Businesses should be aware and prepared to comply with the data breach compliance requirements of the CCPA in the event of a data breach incident, as discussed below, or risk facing litigation.

Breach Defined

The CCPA provides consumers with a limited private right of action when “nonencrypted and nonredacted personal information…is subject to an unauthorized access and exfiltration, theft, or disclosure as a result of the business’ violation of the duty to implement and maintain reasonable security procedures and practices appropriate to the nature of the information.” Violations are subject to penalties of $100 to $750 per incident, actual damages, and injunctive relief.

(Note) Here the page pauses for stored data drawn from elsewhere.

//! Homebrew formulas and casks.

use super::text::lines;
use super::{validate_package_name, HandlerContext, ManagerHandler};
use crate::{DiscoveryError, ManagerId, PackageLocation, PackageRecord};
use async_trait::async_trait;

#[cfg(not(windows))]
const COMMON_PATHS: &[&str] = &[
    "/opt/homebrew/bin/brew",
    "/usr/local/bin/brew",
    "/home/linuxbrew/.linuxbrew/bin/brew",
    "~/.linuxbrew/bin/brew",
    "$HOMEBREW_PREFIX/bin/brew",
];

#[cfg(windows)]
const COMMON_PATHS: &[&str] = &["%USERPROFILE%\\.linuxbrew\\bin\\brew.exe"];

/// Homebrew handler.
///
/// Lists formulas and casks concurrently with `brew list [--cask] --versions`.
#[derive(Debug, Default, Clone, Copy)]
pub struct BrewHandler;

impl BrewHandler {
    /// Parse `brew list --versions` output for one source list.
    ///
    /// Each line is `name version [version...]`; every version token after
    /// the name is kept, space-separated. Lines with no version, or whose
    /// first version token is not version-shaped, are skipped.
    pub fn parse_list(&self, raw: &str, location: PackageLocation) -> Vec<PackageRecord> {
        lines(raw)
            .filter(|line| !line.ends_with(':'))
            .filter_map(|line| {
                let mut tokens = line.split_whitespace();
                let name = tokens.next()?;
                if name.starts_with(['=', '#', '{', '[']) || name.ends_with(':') {
                    return None;
                }
                let versions: Vec<&str> = tokens.collect();
                // `1.21.4`, `HEAD-5c8e2f1`, `latest`; never `(most`.
                if !versions.first()?.starts_with(|c: char| c.is_ascii_alphanumeric()) {
                    return None;
                }
                let version = versions.join(" ");
                PackageRecord::new(name, version, ManagerId::Homebrew, location)
            })
            .collect()
    }
}

#[async_trait]
impl ManagerHandler for BrewHandler {
    fn id(&self) -> ManagerId {
        ManagerId::Homebrew
    }

    fn common_paths(&self) -> &'static [&'static str] {
        COMMON_PATHS
    }

    /// Output without a source marker is treated as the formula list.
    fn parse_output(&self, raw: &str) -> Vec<PackageRecord> {
        self.parse_list(raw, PackageLocation::Formula)
    }

    async fn list_packages(
        &self,
        ctx: &HandlerContext<'_>,
    ) -> Result<Vec<PackageRecord>, DiscoveryError> {
        let (formulas, casks) = futures::join!(
            ctx.run(&["list", "--versions"]),
            ctx.run(&["list", "--cask", "--versions"])
        );
        let mut packages = self.parse_list(&formulas?, PackageLocation::Formula);
        // Casks are macOS-only; Linuxbrew rejects the flag.
        match casks {
            Ok(raw) => packages.extend(self.parse_list(&raw, PackageLocation::Cask)),
            Err(DiscoveryError::CommandFailed { .. }) => {}
            Err(e) => return Err(e),
        }
        Ok(packages)
    }

    async fn uninstall_package(
        &self,
        ctx: &HandlerContext<'_>,
        name: &str,
    ) -> Result<(), DiscoveryError> {
        let name = validate_package_name(name)?;
        let is_cask = match ctx.run(&["list", "--cask", "--versions"]).await {
            Ok(raw) => self
                .parse_list(&raw, PackageLocation::Cask)
                .iter()
                .any(|p| p.name() == name),
            Err(DiscoveryError::CommandFailed { .. }) => false,
            Err(e) => return Err(e),
        };

        if is_cask {
            ctx.run(&["uninstall", "--cask", name]).await?;
        } else {
            ctx.run(&["uninstall", name]).await?;
        }
        Ok(())
    }
}
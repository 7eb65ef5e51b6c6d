//! Session cache of resolved executable paths.

use crate::{ManagerId, SearchResult};
use std::collections::HashMap;
use std::sync::{Mutex, MutexGuard};
use std::time::{Duration, Instant};
use tracing::debug;

/// A cached path lookup.
#[derive(Debug, Clone, PartialEq, Eq)]
pub enum CachedPath {
    /// A tier resolved the executable.
    Found(SearchResult),
    /// Every tier was tried and none found it.
    NotFound,
}

impl CachedPath {
    pub fn into_result(self) -> Option<SearchResult> {
        match self {
            Self::Found(result) => Some(result),
            Self::NotFound => None,
        }
    }
}

#[derive(Debug, Clone, Default)]
struct Entry {
    path: Option<(CachedPath, Instant)>,
    available: Option<bool>,
}

/// In-memory map from manager id to its last resolved path and availability.
///
/// Entries live for the whole session unless a TTL is configured with
/// [`PathCache::with_ttl`] or the cache is cleared. Each manager id is an
/// independent entry; concurrent writers for the same id are last-write-wins.
///
/// ```rust
/// use pkgmgr_discovery::{CachedPath, ManagerId, PathCache};
///
/// let cache = PathCache::new();
/// assert!(cache.get_path(ManagerId::Conda).is_none());
///
/// cache.set_path(ManagerId::Conda, None);
/// assert_eq!(cache.get_path(ManagerId::Conda), Some(CachedPath::NotFound));
/// ```
#[derive(Debug, Default)]
pub struct PathCache {
    entries: Mutex<HashMap<ManagerId, Entry>>,
    ttl: Option<Duration>,
}

impl PathCache {
    /// A session-lived cache with no expiry.
    pub fn new() -> Self {
        Self::default()
    }

    /// A cache whose path entries expire after `ttl`.
    pub fn with_ttl(ttl: Duration) -> Self {
        Self {
            entries: Mutex::default(),
            ttl: Some(ttl),
        }
    }

    pub fn ttl(&self) -> Option<Duration> {
        self.ttl
    }

    /// Cached lookup for `manager`, including negative entries.
    pub fn get_path(&self, manager: ManagerId) -> Option<CachedPath> {
        let entries = self.lock();
        let (cached, stored_at) = entries.get(&manager)?.path.as_ref()?;
        if let Some(ttl) = self.ttl {
            if stored_at.elapsed() > ttl {
                debug!(%manager, "path cache entry expired");
                return None;
            }
        }
        Some(cached.clone())
    }

    /// Record a lookup. `None` stores a negative entry.
    pub fn set_path(&self, manager: ManagerId, result: Option<SearchResult>) {
        let cached = match result {
            Some(result) => CachedPath::Found(result),
            None => CachedPath::NotFound,
        };
        self.lock().entry(manager).or_default().path = Some((cached, Instant::now()));
    }

    pub fn get_availability(&self, manager: ManagerId) -> Option<bool> {
        self.lock().get(&manager)?.available
    }

    pub fn set_availability(&self, manager: ManagerId, available: bool) {
        self.lock().entry(manager).or_default().available = Some(available);
    }

    /// Forget every entry.
    pub fn clear(&self) {
        self.lock().clear();
    }

    fn lock(&self) -> MutexGuard<'_, HashMap<ManagerId, Entry>> {
        // Entries are plain values, so a poisoned map is still consistent.
        self.entries
            .lock()
            .unwrap_or_else(|poisoned| poisoned.into_inner())
    }
}
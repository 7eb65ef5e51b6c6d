//! Binaries installed with `cargo install`.

use super::{validate_package_name, HandlerContext, ManagerHandler};
use crate::{DiscoveryError, ManagerId, PackageLocation, PackageRecord};
use async_trait::async_trait;
use regex::Regex;
use std::sync::LazyLock;

// `ripgrep v14.0.3:` or `mytool v0.1.0 (/home/ada/src/mytool):`
static CRATE_LINE_RE: LazyLock<Regex> = LazyLock::new(|| {
    Regex::new(r"^(\S+) v(\S+?)(?: \(.*\))?:$").expect("Invalid cargo line regex")
});

#[cfg(not(windows))]
const COMMON_PATHS: &[&str] = &["$CARGO_HOME/bin/cargo", "~/.cargo/bin/cargo"];

#[cfg(windows)]
const COMMON_PATHS: &[&str] = &[
    "%CARGO_HOME%\\bin\\cargo.exe",
    "%USERPROFILE%\\.cargo\\bin\\cargo.exe",
];

/// Cargo handler: `cargo install --list`.
#[derive(Debug, Default, Clone, Copy)]
pub struct CargoHandler;

#[async_trait]
impl ManagerHandler for CargoHandler {
    fn id(&self) -> ManagerId {
        ManagerId::Cargo
    }

    fn common_paths(&self) -> &'static [&'static str] {
        COMMON_PATHS
    }

    /// Only the unindented crate header lines matter; the indented binary
    /// names under each header are skipped.
    fn parse_output(&self, raw: &str) -> Vec<PackageRecord> {
        raw.lines()
            .filter(|line| !line.starts_with(char::is_whitespace))
            .filter_map(|line| {
                let caps = CRATE_LINE_RE.captures(line.trim_end())?;
                PackageRecord::new(&caps[1], &caps[2], ManagerId::Cargo, PackageLocation::Global)
            })
            .collect()
    }

    async fn list_packages(
        &self,
        ctx: &HandlerContext<'_>,
    ) -> Result<Vec<PackageRecord>, DiscoveryError> {
        let raw = ctx.run(&["install", "--list"]).await?;
        Ok(self.parse_output(&raw))
    }

    async fn uninstall_package(
        &self,
        ctx: &HandlerContext<'_>,
        name: &str,
    ) -> Result<(), DiscoveryError> {
        let name = validate_package_name(name)?;
        ctx.run(&["uninstall", name]).await?;
        Ok(())
    }
}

Personal Information Defined

In order for a data breach to be actionable, the information breached must be personal information as narrowly defined by California’s data breach notification law, Section 1798.81.5, not the broad definition included in the CCPA.  For the private right of action for data breaches, personal information means:

An individual’s first name or first initial and the individual’s last name in combination with any one or more of the following data elements…:

(i) Social security number.

(ii) Driver’s license number, California identification card number, tax identification number, passport number, military identification number, or other unique identification number issued on a government document commonly used to verify the identity of a specific individual.

(iii) Account number or credit or debit card number, in combination with any required security code, access code, or password that would permit access to an individual’s financial account.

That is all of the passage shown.